Petit-Pierre, continuant à feuilleter le livre. — Et celui-ci ? Dites-moi encore, mon papa, qui est celui-ci ?

Jean, mettant son fils sur ses genoux. — Antoine, Jean Mathieu, baron de Séguier. Il est bien connu ! Tu sais bien, mon Petit-Pierre, c’est lui, auquel le roi demandait un service, dans un procès, et qui répondit…

Petit-Pierre. — Attends, attends, mon papa ! Je vais dire ce qu’il a répondu : « La cour rend des arrêts et non pas des services. »

Jean, remettant son fils sur ses pieds. — Tu comprendras un jour la grandeur de cette parole, Petit-Pierre.

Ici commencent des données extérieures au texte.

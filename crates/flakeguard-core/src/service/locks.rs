//! Named async locks.

use std::collections::HashMap;
use std::sync::{Arc, Mutex, PoisonError};

use tokio::sync::OwnedMutexGuard;

/// Entries no longer held by anyone are pruned once the map grows past this.
const PRUNE_AT: usize = 1024;

#[derive(Debug, Default)]
pub(crate) struct KeyedLocks {
    inner: Mutex<HashMap<String, Arc<tokio::sync::Mutex<()>>>>,
}

impl KeyedLocks {
    /// Wait for exclusive access to `key`. Released when the guard drops.
    pub(crate) async fn lock(&self, key: &str) -> OwnedMutexGuard<()> {
        let cell = {
            let mut map = self.inner.lock().unwrap_or_else(PoisonError::into_inner);
            if map.len() >= PRUNE_AT {
                map.retain(|_, cell| Arc::strong_count(cell) > 1);
            }
            map.entry(key.to_string()).or_default().clone()
        };
        cell.lock_owned().await
    }
}
//! Flakiness classifier.
//!
//! For each (test name, spec file) pair the classifier takes the most recent
//! runs, groups them by commit, and calls a commit-group flaky when the same
//! commit both passed and failed. A test is flaky when enough of its groups
//! are, unless a flaky group's commit edited the test's own spec file (a real
//! behavior change, not flakiness).
//!
//! Output is independent of input row order: recency ties on timestamp are
//! broken by run id, and verdicts are sorted by (spec file, test name).

use std::collections::{BTreeMap, BTreeSet, HashMap};

use chrono::{DateTime, Utc};
use tracing::{debug, warn};

use flakeguard_state::{
    ClassifierSettings, RepositoryRecord, RunStatus, TestRunRecord, VerdictRecord,
};

use crate::git::{same_file, SpecChangeDetector};

/// Bounded run window of one test, reduced to what the classifier needs.
#[derive(Debug, Clone, PartialEq)]
pub struct TestWindow {
    pub spec_file: String,
    pub test_name: String,
    pub runs_considered: u32,
    pub passed: u32,
    pub failed: u32,
    pub skipped: u32,
    /// Distinct commits in the window
    pub commit_groups: u32,
    /// Commits whose runs both passed and failed, sorted
    pub flaky_commits: Vec<String>,
    pub last_run_at: Option<DateTime<Utc>>,
}

impl TestWindow {
    /// Flaky commit-groups over distinct commit-groups, in [0, 1].
    pub fn flakiness_rate(&self) -> f64 {
        if self.commit_groups == 0 {
            return 0.0;
        }
        self.flaky_commits.len() as f64 / f64::from(self.commit_groups)
    }

    /// Failed over decided (passed + failed) runs, in percent. Skipped runs
    /// do not count.
    pub fn failure_rate_percent(&self) -> f64 {
        let decided = self.passed + self.failed;
        if decided == 0 {
            return 0.0;
        }
        f64::from(self.failed) / f64::from(decided) * 100.0
    }
}

/// Partition `runs` by test and reduce each to its most recent
/// `max_runs_considered` runs. Sorted by (spec file, test name).
pub fn build_windows(runs: &[TestRunRecord], max_runs_considered: u32) -> Vec<TestWindow> {
    let mut by_test: BTreeMap<(&str, &str), Vec<&TestRunRecord>> = BTreeMap::new();
    for run in runs {
        by_test
            .entry((run.spec_file.as_str(), run.test_name.as_str()))
            .or_default()
            .push(run);
    }

    by_test
        .into_iter()
        .map(|((spec_file, test_name), mut test_runs)| {
            test_runs.sort_by(|a, b| {
                b.created_at
                    .cmp(&a.created_at)
                    .then_with(|| b.run_id.cmp(&a.run_id))
            });
            test_runs.truncate(max_runs_considered as usize);
            summarize(spec_file, test_name, &test_runs)
        })
        .collect()
}

fn summarize(spec_file: &str, test_name: &str, runs: &[&TestRunRecord]) -> TestWindow {
    let mut groups: BTreeMap<&str, BTreeSet<RunStatus>> = BTreeMap::new();
    let (mut passed, mut failed, mut skipped) = (0, 0, 0);
    for run in runs {
        match run.status {
            RunStatus::Passed => passed += 1,
            RunStatus::Failed => failed += 1,
            RunStatus::Skipped => skipped += 1,
        }
        groups.entry(run.commit_sha.as_str()).or_default().insert(run.status);
    }

    let flaky_commits = groups
        .iter()
        .filter(|(_, statuses)| {
            statuses.contains(&RunStatus::Passed) && statuses.contains(&RunStatus::Failed)
        })
        .map(|(sha, _)| sha.to_string())
        .collect();

    TestWindow {
        spec_file: spec_file.to_string(),
        test_name: test_name.to_string(),
        runs_considered: runs.len() as u32,
        passed,
        failed,
        skipped,
        commit_groups: groups.len() as u32,
        flaky_commits,
        last_run_at: runs.first().map(|r| r.created_at),
    }
}

/// Result of one classification pass.
#[derive(Debug, Clone, Default)]
pub struct Classification {
    /// Every test with at least `minimum_runs` runs in the window
    pub evaluated: Vec<TestWindow>,
    /// Tests judged flaky, sorted by (spec file, test name)
    pub verdicts: Vec<VerdictRecord>,
    /// Tests with fewer than `minimum_runs` runs
    pub skipped: usize,
    /// (spec file, test name) of flaky candidates discarded because a flaky
    /// commit edited the spec
    pub spec_changed: Vec<(String, String)>,
}

impl Classification {
    pub fn verdict_for(&self, spec_file: &str, test_name: &str) -> Option<&VerdictRecord> {
        self.verdicts
            .iter()
            .find(|v| v.spec_file == spec_file && v.test_name == test_name)
    }

    pub fn spec_changed(&self, spec_file: &str, test_name: &str) -> bool {
        self.spec_changed
            .iter()
            .any(|(f, n)| f == spec_file && n == test_name)
    }
}

/// Classifier bound to a spec-change detector.
pub struct FlakeClassifier<'a> {
    detector: &'a dyn SpecChangeDetector,
}

impl<'a> FlakeClassifier<'a> {
    pub fn new(detector: &'a dyn SpecChangeDetector) -> Self {
        Self { detector }
    }

    /// Classify the runs of `repo`.
    ///
    /// Detector answers are memoized per commit for the pass. A detector
    /// failure counts as "no spec changes" and is logged.
    pub async fn classify(
        &self,
        repo: &RepositoryRecord,
        runs: &[TestRunRecord],
        settings: &ClassifierSettings,
        now: DateTime<Utc>,
    ) -> Classification {
        let mut result = Classification::default();
        let required_groups = settings.flakiness_threshold.max(1) as usize;
        let mut changed_files: HashMap<String, Vec<String>> = HashMap::new();

        for window in build_windows(runs, settings.max_runs_considered) {
            if window.runs_considered < settings.minimum_runs || window.commit_groups == 0 {
                result.skipped += 1;
                continue;
            }

            if window.flaky_commits.len() >= required_groups
                && !self
                    .spec_changed_in_flaky_commit(repo, &window, &mut changed_files)
                    .await
            {
                result.verdicts.push(VerdictRecord {
                    repository_id: repo.id.clone(),
                    test_name: window.test_name.clone(),
                    spec_file: window.spec_file.clone(),
                    flakiness_rate: window.flakiness_rate(),
                    occurrences: window.flaky_commits.len() as u32,
                    flaky_commits: window.flaky_commits.clone(),
                    runs_considered: window.runs_considered,
                    evaluated_at: now,
                });
            } else if window.flaky_commits.len() >= required_groups {
                result
                    .spec_changed
                    .push((window.spec_file.clone(), window.test_name.clone()));
            }
            result.evaluated.push(window);
        }

        debug!(
            repository = %repo.full_name(),
            evaluated = result.evaluated.len(),
            flaky = result.verdicts.len(),
            skipped = result.skipped,
            "classification pass complete"
        );
        result
    }

    async fn spec_changed_in_flaky_commit(
        &self,
        repo: &RepositoryRecord,
        window: &TestWindow,
        cache: &mut HashMap<String, Vec<String>>,
    ) -> bool {
        for sha in &window.flaky_commits {
            if !cache.contains_key(sha) {
                let files = match self.detector.modified_files(&repo.owner, &repo.name, sha).await {
                    Ok(files) => files,
                    Err(err) => {
                        warn!(
                            repository = %repo.full_name(),
                            commit = %sha,
                            error = %err,
                            "spec-change check failed, assuming no changes"
                        );
                        Vec::new()
                    }
                };
                cache.insert(sha.clone(), files);
            }
            let touched = cache
                .get(sha)
                .is_some_and(|files| files.iter().any(|f| same_file(f, &window.spec_file)));
            if touched {
                return true;
            }
        }
        false
    }
}

#[cfg(test)]
mod tests {
    use super::*;
    use crate::git::{NoChangeDetector, StaticChangeDetector};
    use chrono::Duration;
    use flakeguard_state::RepositoryId;

    fn repo() -> RepositoryRecord {
        RepositoryRecord::new("acme", "web")
    }

    fn run(test: &str, sha: &str, status: RunStatus, minute: i64) -> TestRunRecord {
        let base = DateTime::parse_from_rfc3339("2026-01-01T00:00:00Z")
            .unwrap()
            .with_timezone(&Utc);
        TestRunRecord {
            repository_id: RepositoryId::derive("acme", "web"),
            test_name: test.to_string(),
            spec_file: "cypress/e2e/login.cy.ts".to_string(),
            status,
            commit_sha: sha.to_string(),
            branch: "main".to_string(),
            run_id: format!("run-{minute:03}"),
            duration_ms: None,
            error_message: None,
            stack_trace: None,
            created_at: base + Duration::minutes(minute),
        }
    }

    fn settings(minimum_runs: u32, flakiness_threshold: u32) -> ClassifierSettings {
        ClassifierSettings {
            minimum_runs,
            flakiness_threshold,
            max_runs_considered: 20,
        }
    }

    /// 5 runs on 3 commits, only `c2` mixed.
    fn five_runs_three_commits() -> Vec<TestRunRecord> {
        vec![
            run("logs in", "c1", RunStatus::Passed, 1),
            run("logs in", "c2", RunStatus::Passed, 2),
            run("logs in", "c2", RunStatus::Failed, 3),
            run("logs in", "c3", RunStatus::Passed, 4),
            run("logs in", "c3", RunStatus::Passed, 5),
        ]
    }

    #[tokio::test]
    async fn one_mixed_commit_of_three_is_flaky_at_one_third() {
        let detector = NoChangeDetector;
        let result = FlakeClassifier::new(&detector)
            .classify(&repo(), &five_runs_three_commits(), &settings(5, 1), Utc::now())
            .await;

        assert_eq!(result.verdicts.len(), 1);
        let v = &result.verdicts[0];
        assert!((v.flakiness_rate - 1.0 / 3.0).abs() < 1e-9);
        assert_eq!(v.occurrences, 1);
        assert_eq!(v.flaky_commits, vec!["c2".to_string()]);
        assert_eq!(v.runs_considered, 5);
    }

    #[tokio::test]
    async fn fewer_than_minimum_runs_yields_no_verdict() {
        let detector = NoChangeDetector;
        let runs = &five_runs_three_commits()[..4];
        let result = FlakeClassifier::new(&detector)
            .classify(&repo(), runs, &settings(5, 1), Utc::now())
            .await;
        assert!(result.verdicts.is_empty());
        assert!(result.evaluated.is_empty());
        assert_eq!(result.skipped, 1);
    }

    #[tokio::test]
    async fn skipped_status_never_makes_a_group_flaky() {
        let detector = NoChangeDetector;
        let runs = vec![
            run("t", "c1", RunStatus::Passed, 1),
            run("t", "c1", RunStatus::Skipped, 2),
            run("t", "c2", RunStatus::Failed, 3),
            run("t", "c2", RunStatus::Skipped, 4),
            run("t", "c3", RunStatus::Skipped, 5),
        ];
        let result = FlakeClassifier::new(&detector)
            .classify(&repo(), &runs, &settings(5, 1), Utc::now())
            .await;
        assert!(result.verdicts.is_empty());
        assert_eq!(result.evaluated.len(), 1);
        assert_eq!(result.evaluated[0].failure_rate_percent(), 50.0);
    }

    #[tokio::test]
    async fn flakiness_threshold_is_inclusive() {
        let detector = NoChangeDetector;
        let mut runs = five_runs_three_commits();
        runs.push(run("logs in", "c3", RunStatus::Failed, 6));

        let at_two = FlakeClassifier::new(&detector)
            .classify(&repo(), &runs, &settings(5, 2), Utc::now())
            .await;
        assert_eq!(at_two.verdicts.len(), 1);
        assert_eq!(at_two.verdicts[0].occurrences, 2);

        let at_three = FlakeClassifier::new(&detector)
            .classify(&repo(), &runs, &settings(5, 3), Utc::now())
            .await;
        assert!(at_three.verdicts.is_empty());
    }

    #[tokio::test]
    async fn window_keeps_most_recent_runs() {
        let detector = NoChangeDetector;
        // Old mixed commit falls outside a 4-run window.
        let mut runs = vec![
            run("t", "old", RunStatus::Passed, 1),
            run("t", "old", RunStatus::Failed, 2),
        ];
        for m in 3..7 {
            runs.push(run("t", &format!("n{m}"), RunStatus::Passed, m));
        }
        let cfg = ClassifierSettings {
            minimum_runs: 4,
            flakiness_threshold: 1,
            max_runs_considered: 4,
        };
        let result = FlakeClassifier::new(&detector)
            .classify(&repo(), &runs, &cfg, Utc::now())
            .await;
        assert!(result.verdicts.is_empty());
        assert_eq!(result.evaluated[0].runs_considered, 4);
    }

    #[tokio::test]
    async fn result_is_independent_of_row_order() {
        let detector = NoChangeDetector;
        let mut runs = five_runs_three_commits();
        runs.extend([
            run("logs out", "c1", RunStatus::Failed, 1),
            run("logs out", "c1", RunStatus::Passed, 1),
            run("logs out", "c2", RunStatus::Passed, 2),
            run("logs out", "c2", RunStatus::Passed, 2),
            run("logs out", "c3", RunStatus::Passed, 3),
        ]);
        let classifier = FlakeClassifier::new(&detector);
        let now = Utc::now();
        let forward = classifier.classify(&repo(), &runs, &settings(5, 1), now).await;
        runs.reverse();
        let backward = classifier.classify(&repo(), &runs, &settings(5, 1), now).await;

        assert_eq!(forward.verdicts, backward.verdicts);
        assert_eq!(forward.verdicts.len(), 2);
        assert_eq!(forward.verdicts[0].test_name, "logs in");
    }

    #[tokio::test]
    async fn spec_edit_in_flaky_commit_discards_verdict() {
        let detector = StaticChangeDetector::new().with_change("c2", &["cypress/e2e/login.cy.ts"]);
        let result = FlakeClassifier::new(&detector)
            .classify(&repo(), &five_runs_three_commits(), &settings(5, 1), Utc::now())
            .await;
        assert!(result.verdicts.is_empty());
        assert!(result.spec_changed("cypress/e2e/login.cy.ts", "logs in"));
        assert_eq!(result.evaluated.len(), 1);
    }

    #[tokio::test]
    async fn unrelated_edit_keeps_verdict() {
        let detector = StaticChangeDetector::new().with_change("c2", &["src/app.ts"]);
        let result = FlakeClassifier::new(&detector)
            .classify(&repo(), &five_runs_three_commits(), &settings(5, 1), Utc::now())
            .await;
        assert_eq!(result.verdicts.len(), 1);
    }

    #[tokio::test]
    async fn detector_failure_fails_open() {
        let detector = StaticChangeDetector::new().with_failure("c2");
        let result = FlakeClassifier::new(&detector)
            .classify(&repo(), &five_runs_three_commits(), &settings(5, 1), Utc::now())
            .await;
        assert_eq!(result.verdicts.len(), 1);
    }

    #[test]
    fn windows_report_counts() {
        let windows = build_windows(&five_runs_three_commits(), 20);
        assert_eq!(windows.len(), 1);
        let w = &windows[0];
        assert_eq!((w.passed, w.failed, w.skipped), (4, 1, 0));
        assert_eq!(w.commit_groups, 3);
        assert_eq!(w.failure_rate_percent(), 20.0);
        assert_eq!(w.last_run_at, Some(five_runs_three_commits()[4].created_at));
    }
}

Le Président, il causait au dernier plan avec Béatrice. — Oh ! c’est encore lui, ce baron, si mes souvenirs sont exacts, qui, après avoir exprimé à l’empereur, chaque fois que l’occasion s’en présentait, ses sentiments de dévouement inaltérable et d’admiration sans bornes, s’empressa de déposer en 1814, aux pieds de Louis XVIII, l’hommage de sa fidélité à toute épreuve !

Jean. — Qu’importe qu’il ait été magistrat sous l’empire ou sous la royauté, ou sous la domination du procurateur, ou sous la République, s’il n’a servi que sa conscience !

Petit-Pierre. — C’est beau, dis papa, tant de magistrats dans une famille ? Nous aussi, nous sommes une grande famille de magistrats !…

Jean. — Sois-en fier, mon Petit-Pierre, et souviens-toi toujours, quand tu seras tenté de faire mal, que tu appartiens à une maison qui punit les fautes, mais qui n’en commet pas !… (On entend le bruit que fait l’ancêtre en marchant.) Est-ce que l’Ancêtre n’est pas encore couché ? Entendez-vous ?

Le Président. — Je ne sais ce qu’il a depuis quelque temps à marcher ainsi nuit et jour, Le réquisiteur général qui descendait de chez lui m’a dit qu’il ne l’avait jamais vu aussi vivant.

Petit-Pierre. — Dis-donc, mon papa, à quoi pense-t-il, l’Ancêtre, quand il marche ?

Jean. — Il pense qu’il a été le plus grand juge de la terre. Il faut bien l’aimer, Petit-Pierre.

Petit-Pierre. — Je l’aime, mais il me fait peur… Moi aussi, je veux être un jour un grand juge, et tu vois, je ne ris jamais.